NEW YORK--A new testing kit that measures free PSA (F-PSA), developed by a French pharmaceutical firm, may improve the positive predictive value (PPV) of PSA testing.
Because of the difficulty in distinguishing between prostate malignancies and benign prostatic hypertrophy (BPH) with PSA levels of 4 to 10 ng/mL, the specificity of PSA testing is currently limited.
At the International Conference on Human Tumor Markers, Nathalie Bedeau, of CIS bio international (Gif-sur-Yvette), described a new assay that measures the ratio of total PSA to F-PSA.
Ms. Bedeau explained that PSA assays currently in use measure total PSA without making a distinction between F-PSA and PSA bound to alpha-1-antichymo-trypsin. It is known that the proportion of F-PSA is higher in patients with BPH than in those with prostate cancer. The ability to measure both total PSA and F-PSA, and to derive a ratio between the two, has been shown to nearly double the positive predictive value of PSA testing.
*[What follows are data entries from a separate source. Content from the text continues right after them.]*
//! Differential-drive traction system.
//!
//! The physical H-bridge lives behind the [`MotorDriver`] capability trait;
//! this crate owns the drive arithmetic: per-side imbalance scaling, the
//! master enable gate, and the derived traction state. Speed and brake
//! inputs outside their contract range are rejected, never clamped.

use serde::Deserialize;
use thiserror::Error;
use tracing::info;

#[derive(Debug, Clone, Copy, PartialEq, Eq)]
pub enum Side {
    Left,
    Right,
}

/// Hardware boundary: signed PWM per side plus the driver power gate.
/// `set_output(0.0)` coasts (idle); `set_brake` shorts the windings with
/// the given duty.
pub trait MotorDriver: Send {
    fn set_output(&mut self, side: Side, value: f64) -> Result<(), DriveError>;
    fn set_brake(&mut self, side: Side, force: f64) -> Result<(), DriveError>;
    fn set_enable(&mut self, enabled: bool);
}

#[derive(Debug, Clone, Error)]
pub enum DriveError {
    #[error("{what} must be within {min}..={max}, got {value}")]
    OutOfRange { what: &'static str, min: f64, max: f64, value: f64 },
    #[error("motor driver fault: {0}")]
    Driver(String),
}

/// Derived state of the drive train, a pure function of the two signed
/// motor values. Nothing is stored beyond the last commanded outputs.
#[derive(Debug, Clone, Copy, PartialEq, Eq)]
pub enum TractionState {
    Forward,
    Backward,
    TurnLeft,
    TurnRight,
    Stopped,
    Idle,
    Unknown,
}

/// Per-side scale multipliers compensating motor thrust imbalance. All
/// values are expected in (0, 1]; calibration, not policy.
#[derive(Debug, Clone, Deserialize)]
#[serde(default)]
pub struct DriveConfig {
    pub right_forward_scale: f64,
    pub right_backward_scale: f64,
    pub right_turn_scale: f64,
    pub left_forward_scale: f64,
    pub left_backward_scale: f64,
    pub left_turn_scale: f64,
}

impl Default for DriveConfig {
    fn default() -> Self {
        // The right motor runs hot on this chassis.
        Self {
            right_forward_scale: 0.69,
            right_backward_scale: 0.69,
            right_turn_scale: 1.0,
            left_forward_scale: 1.0,
            left_backward_scale: 1.0,
            left_turn_scale: 1.0,
        }
    }
}

#[derive(Debug, Clone, Copy, Default)]
struct MotorState {
    value: f64,
    braking: bool,
}

pub struct TractionSystem<D: MotorDriver> {
    driver: D,
    cfg: DriveConfig,
    left: MotorState,
    right: MotorState,
    enabled: bool,
}

fn check_range(what: &'static str, min: f64, max: f64, value: f64) -> Result<(), DriveError> {
    if value < min || value > max || value.is_nan() {
        return Err(DriveError::OutOfRange { what, min, max, value });
    }
    Ok(())
}

impl<D: MotorDriver> TractionSystem<D> {
    pub fn new(driver: D, cfg: DriveConfig) -> Self {
        let mut sys = Self {
            driver,
            cfg,
            left: MotorState::default(),
            right: MotorState::default(),
            enabled: false,
        };
        sys.driver.set_enable(false);
        sys
    }

    pub fn driver(&self) -> &D {
        &self.driver
    }

    /// Drive both motors forwards. `speed` in [0, 1].
    pub fn forward(&mut self, speed: f64) -> Result<(), DriveError> {
        check_range("forward speed", 0.0, 1.0, speed)?;
        self.output(Side::Right, speed * self.cfg.right_forward_scale)?;
        self.output(Side::Left, speed * self.cfg.left_forward_scale)
    }

    /// Drive both motors backwards. `speed` in [0, 1].
    pub fn backward(&mut self, speed: f64) -> Result<(), DriveError> {
        check_range("backward speed", 0.0, 1.0, speed)?;
        self.output(Side::Right, -speed * self.cfg.right_backward_scale)?;
        self.output(Side::Left, -speed * self.cfg.left_backward_scale)
    }

    /// Spin in place. `direction` in [-1, 1]: positive turns
    /// counter-clockwise (left), negative clockwise (right); the magnitude
    /// sets the turning speed.
    pub fn turn(&mut self, direction: f64) -> Result<(), DriveError> {
        check_range("turn direction", -1.0, 1.0, direction)?;
        // Counter-rotate: positive direction spins the right motor forward
        // and the left motor backward.
        self.output(Side::Left, -direction * self.cfg.left_turn_scale)?;
        self.output(Side::Right, direction * self.cfg.right_turn_scale)
    }

    /// Engage brakes symmetrically. `brake_force` in [0, 1].
    pub fn stop(&mut self, brake_force: f64) -> Result<(), DriveError> {
        check_range("brake force", 0.0, 1.0, brake_force)?;
        self.driver.set_brake(Side::Right, brake_force)?;
        self.driver.set_brake(Side::Left, brake_force)?;
        self.right = MotorState { value: 0.0, braking: true };
        self.left = MotorState { value: 0.0, braking: true };
        Ok(())
    }

    /// Cut PWM on both sides (coast). Required before dropping the power
    /// gate.
    pub fn idle(&mut self) -> Result<(), DriveError> {
        self.output(Side::Right, 0.0)?;
        self.output(Side::Left, 0.0)
    }

    /// Master power gate for the whole driver board.
    pub fn toggle_enable(&mut self, enabled: bool) {
        self.driver.set_enable(enabled);
        self.enabled = enabled;
        info!(enabled, "traction driver power gate");
    }

    pub fn is_enabled(&self) -> bool {
        self.enabled
    }

    pub fn state(&self) -> TractionState {
        let r = self.right.value;
        let l = self.left.value;
        if r > 0.0 && l > 0.0 {
            TractionState::Forward
        } else if r < 0.0 && l < 0.0 {
            TractionState::Backward
        } else if r > 0.0 && l <= 0.0 {
            TractionState::TurnLeft
        } else if r <= 0.0 && l > 0.0 {
            TractionState::TurnRight
        } else if self.right.braking && self.left.braking {
            TractionState::Stopped
        } else if r == 0.0 && l == 0.0 {
            TractionState::Idle
        } else {
            TractionState::Unknown
        }
    }

    fn output(&mut self, side: Side, value: f64) -> Result<(), DriveError> {
        self.driver.set_output(side, value)?;
        let state = MotorState { value, braking: false };
        match side {
            Side::Left => self.left = state,
            Side::Right => self.right = state,
        }
        Ok(())
    }
}

/// Driver stand-in for bench runs and tests: records what would reach the
/// H-bridge.
#[derive(Debug, Default)]
pub struct SimDriver {
    pub left_output: f64,
    pub right_output: f64,
    pub left_brake: f64,
    pub right_brake: f64,
    pub enabled: bool,
    calls: usize,
}

impl SimDriver {
    pub fn new() -> Self {
        Self::default()
    }

    /// Number of output/brake commands issued so far.
    pub fn call_count(&self) -> usize {
        self.calls
    }
}

impl MotorDriver for SimDriver {
    fn set_output(&mut self, side: Side, value: f64) -> Result<(), DriveError> {
        self.calls += 1;
        match side {
            Side::Left => {
                self.left_output = value;
                self.left_brake = 0.0;
            }
            Side::Right => {
                self.right_output = value;
                self.right_brake = 0.0;
            }
        }
        Ok(())
    }

    fn set_brake(&mut self, side: Side, force: f64) -> Result<(), DriveError> {
        self.calls += 1;
        match side {
            Side::Left => {
                self.left_output = 0.0;
                self.left_brake = force;
            }
            Side::Right => {
                self.right_output = 0.0;
                self.right_brake = force;
            }
        }
        Ok(())
    }

    fn set_enable(&mut self, enabled: bool) {
        self.enabled = enabled;
    }
}

#[cfg(test)]
mod tests {
    use super::*;

    fn sys() -> TractionSystem<SimDriver> {
        TractionSystem::new(SimDriver::new(), DriveConfig::default())
    }

    #[test]
    fn fresh_system_is_idle_and_disabled() {
        let s = sys();
        assert_eq!(s.state(), TractionState::Idle);
        assert!(!s.is_enabled());
        assert!(!s.driver().enabled);
    }

    #[test]
    fn forward_applies_imbalance_scales() {
        let mut s = sys();
        s.forward(1.0).unwrap();
        assert_eq!(s.state(), TractionState::Forward);
        assert!((s.driver().right_output - 0.69).abs() < 1e-9);
        assert!((s.driver().left_output - 1.0).abs() < 1e-9);
    }

    #[test]
    fn backward_drives_both_sides_negative() {
        let mut s = sys();
        s.backward(0.5).unwrap();
        assert_eq!(s.state(), TractionState::Backward);
        assert!(s.driver().right_output < 0.0);
        assert!(s.driver().left_output < 0.0);
    }

    #[test]
    fn turn_sign_selects_rotation_direction() {
        let mut s = sys();
        s.turn(0.8).unwrap();
        assert_eq!(s.state(), TractionState::TurnLeft);
        s.turn(-0.8).unwrap();
        assert_eq!(s.state(), TractionState::TurnRight);
    }

    #[test]
    fn stop_then_idle_state_sequence() {
        let mut s = sys();
        s.forward(1.0).unwrap();
        s.stop(1.0).unwrap();
        assert_eq!(s.state(), TractionState::Stopped);
        assert!((s.driver().right_brake - 1.0).abs() < 1e-9);
        s.idle().unwrap();
        assert_eq!(s.state(), TractionState::Idle);
    }

    #[test]
    fn out_of_range_inputs_are_rejected_not_clamped() {
        let mut s = sys();
        assert!(matches!(s.forward(1.2), Err(DriveError::OutOfRange { .. })));
        assert!(matches!(s.backward(-0.1), Err(DriveError::OutOfRange { .. })));
        assert!(matches!(s.turn(1.5), Err(DriveError::OutOfRange { .. })));
        assert!(matches!(s.stop(2.0), Err(DriveError::OutOfRange { .. })));
        // Rejected commands leave the drive untouched.
        assert_eq!(s.state(), TractionState::Idle);
    }

    #[test]
    fn toggle_enable_reaches_driver() {
        let mut s = sys();
        s.toggle_enable(true);
        assert!(s.is_enabled());
        assert!(s.driver().enabled);
        s.toggle_enable(false);
        assert!(!s.driver().enabled);
    }
}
A first trial of 105 patients with prostate pathology (prostate cancer or BPH) showed that total PSA (with a cut-off of 4 ng/mL) yielded a PPV of only 48%. In the same population, the use of F-PSA measurement and the ratio of F-PSA to total PSA yielded a PPV of 87%.
The CIS bio international kit is available in Europe, and it holds promise as a way to improve the specificity of PSA testing as a diagnostic tool, Ms. Bedeau commented.
[Editors' note: In the US, Hybritech has developed a similar assay, to be tested in a large clinical trial coordinated by Washington University of St. Louis.]